=== What you are asked to do ===
What is needed is an exact copy of all the records.

=== Given records ===
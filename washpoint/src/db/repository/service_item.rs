//! Service Catalog Repository
//!
//! The catalog is read-only at runtime: it is seeded once on first run
//! and only ever replaced wholesale by a backup restore.

use shared::models::{ServiceCategory, ServiceItem};
use sqlx::{SqliteConnection, SqlitePool};

use super::RepoResult;

const SELECT: &str = "SELECT id, name, price, category, points_awarded FROM service_item";

/// Default catalog installed on first run. Fixed IDs so that a fresh
/// install is deterministic.
pub fn default_catalog() -> Vec<ServiceItem> {
    vec![
        ServiceItem {
            id: 1,
            name: "Express Wash".into(),
            price: 150.0,
            category: ServiceCategory::Exterior,
            points_awarded: 15,
        },
        ServiceItem {
            id: 2,
            name: "Deluxe Wash".into(),
            price: 250.0,
            category: ServiceCategory::Full,
            points_awarded: 25,
        },
        ServiceItem {
            id: 3,
            name: "Interior Deep Clean".into(),
            price: 600.0,
            category: ServiceCategory::Interior,
            points_awarded: 60,
        },
        ServiceItem {
            id: 4,
            name: "Ceramic Coating".into(),
            price: 1500.0,
            category: ServiceCategory::Detailing,
            points_awarded: 150,
        },
        ServiceItem {
            id: 5,
            name: "Tire Shine".into(),
            price: 50.0,
            category: ServiceCategory::Exterior,
            points_awarded: 5,
        },
    ]
}

pub async fn find_all(pool: &SqlitePool) -> RepoResult<Vec<ServiceItem>> {
    let sql = format!("{SELECT} ORDER BY id");
    let rows = sqlx::query_as::<_, ServiceItem>(&sql).fetch_all(pool).await?;
    Ok(rows)
}

pub async fn find_by_id(pool: &SqlitePool, id: i64) -> RepoResult<Option<ServiceItem>> {
    let sql = format!("{SELECT} WHERE id = ?");
    let row = sqlx::query_as::<_, ServiceItem>(&sql)
        .bind(id)
        .fetch_optional(pool)
        .await?;
    Ok(row)
}

/// Insert the default catalog if the table is empty. Returns the number
/// of rows inserted (0 when the catalog already exists).
pub async fn seed_defaults(pool: &SqlitePool) -> RepoResult<u64> {
    let count: i64 = sqlx::query_scalar("SELECT COUNT(*) FROM service_item")
        .fetch_one(pool)
        .await?;
    if count > 0 {
        return Ok(0);
    }

    let mut conn = pool.acquire().await?;
    let mut inserted = 0;
    for item in default_catalog() {
        insert(&mut conn, &item).await?;
        inserted += 1;
    }
    Ok(inserted)
}

/// Insert one catalog row. Used by seeding and by backup restore, never
/// by normal operation.
pub async fn insert(conn: &mut SqliteConnection, item: &ServiceItem) -> RepoResult<()> {
    sqlx::query(
        "INSERT INTO service_item (id, name, price, category, points_awarded) \
         VALUES (?1, ?2, ?3, ?4, ?5)",
    )
    .bind(item.id)
    .bind(&item.name)
    .bind(item.price)
    .bind(item.category)
    .bind(item.points_awarded)
    .execute(&mut *conn)
    .await?;
    Ok(())
}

=== Your solution ===
filename washpoint/src/db/repository/service_item.rs
//! Service Catalog Repository
//!
//! The catalog is read-only at runtime: it is seeded once on first run
//! and only ever replaced wholesale by a backup restore.

use shared::models::{ServiceCategory, ServiceItem};
use sqlx::{SqliteConnection, SqlitePool};

use super::RepoResult;

const SELECT: &str = "SELECT id, name, price, category, points_awarded FROM service_item";

/// Default catalog installed on first run. Fixed IDs so that a fresh
/// install is deterministic.
pub fn default_catalog() -> Vec<ServiceItem> {
    vec![
        ServiceItem {
            id: 1,
            name: "Express Wash".into(),
            price: 150.0,
            category: ServiceCategory::Exterior,
            points_awarded: 15,
        },
        ServiceItem {
            id: 2,
            name: "Deluxe Wash".into(),
            price: 250.0,
            category: ServiceCategory::Full,
            points_awarded: 25,
        },
        ServiceItem {
            id: 3,
            name: "Interior Deep Clean".into(),
            price: 600.0,
            category: ServiceCategory::Interior,
            points_awarded: 60,
        },
        ServiceItem {
            id: 4,
            name: "Ceramic Coating".into(),
            price: 1500.0,
            category: ServiceCategory::Detailing,
            points_awarded: 150,
        },
        ServiceItem {
            id: 5,
            name: "Tire Shine".into(),
            price: 50.0,
            category: ServiceCategory::Exterior,
            points_awarded: 5,
        },
    ]
}

pub async fn find_all(pool: &SqlitePool) -> RepoResult<Vec<ServiceItem>> {
    let sql = format!("{SELECT} ORDER BY id");
    let rows = sqlx::query_as::<_, ServiceItem>(&sql).fetch_all(pool).await?;
    Ok(rows)
}

pub async fn find_by_id(pool: &SqlitePool, id: i64) -> RepoResult<Option<ServiceItem>> {
    let sql = format!("{SELECT} WHERE id = ?");
    let row = sqlx::query_as::<_, ServiceItem>(&sql)
        .bind(id)
        .fetch_optional(pool)
        .await?;
    Ok(row)
}

/// Insert the default catalog if the table is empty. Returns the number
/// of rows inserted (0 when the catalog already exists).
pub async fn seed_defaults(pool: &SqlitePool) -> RepoResult<u64> {
    let count: i64 = sqlx::query_scalar("SELECT COUNT(*) FROM service_item")
        .fetch_one(pool)
        .await?;
    if count > 0 {
        return Ok(0);
    }

    let mut conn = pool.acquire().await?;
    let mut inserted = 0;
    for item in default_catalog() {
        insert(&mut conn, &item).await?;
        inserted += 1;
    }
    Ok(inserted)
}

/// Insert one catalog row. Used by seeding and by backup restore, never
/// by normal operation.
pub async fn insert(conn: &mut SqliteConnection, item: &ServiceItem) -> RepoResult<()> {
    sqlx::query(
        "INSERT INTO service_item (id, name, price, category, points_awarded) \
         VALUES (?1, ?2, ?3, ?4, ?5)",
    )
    .bind(item.id)
    .bind(&item.name)
    .bind(item.price)
    .bind(item.category)
    .bind(item.points_awarded)
    .execute(&mut *conn)
    .await?;
    Ok(())
}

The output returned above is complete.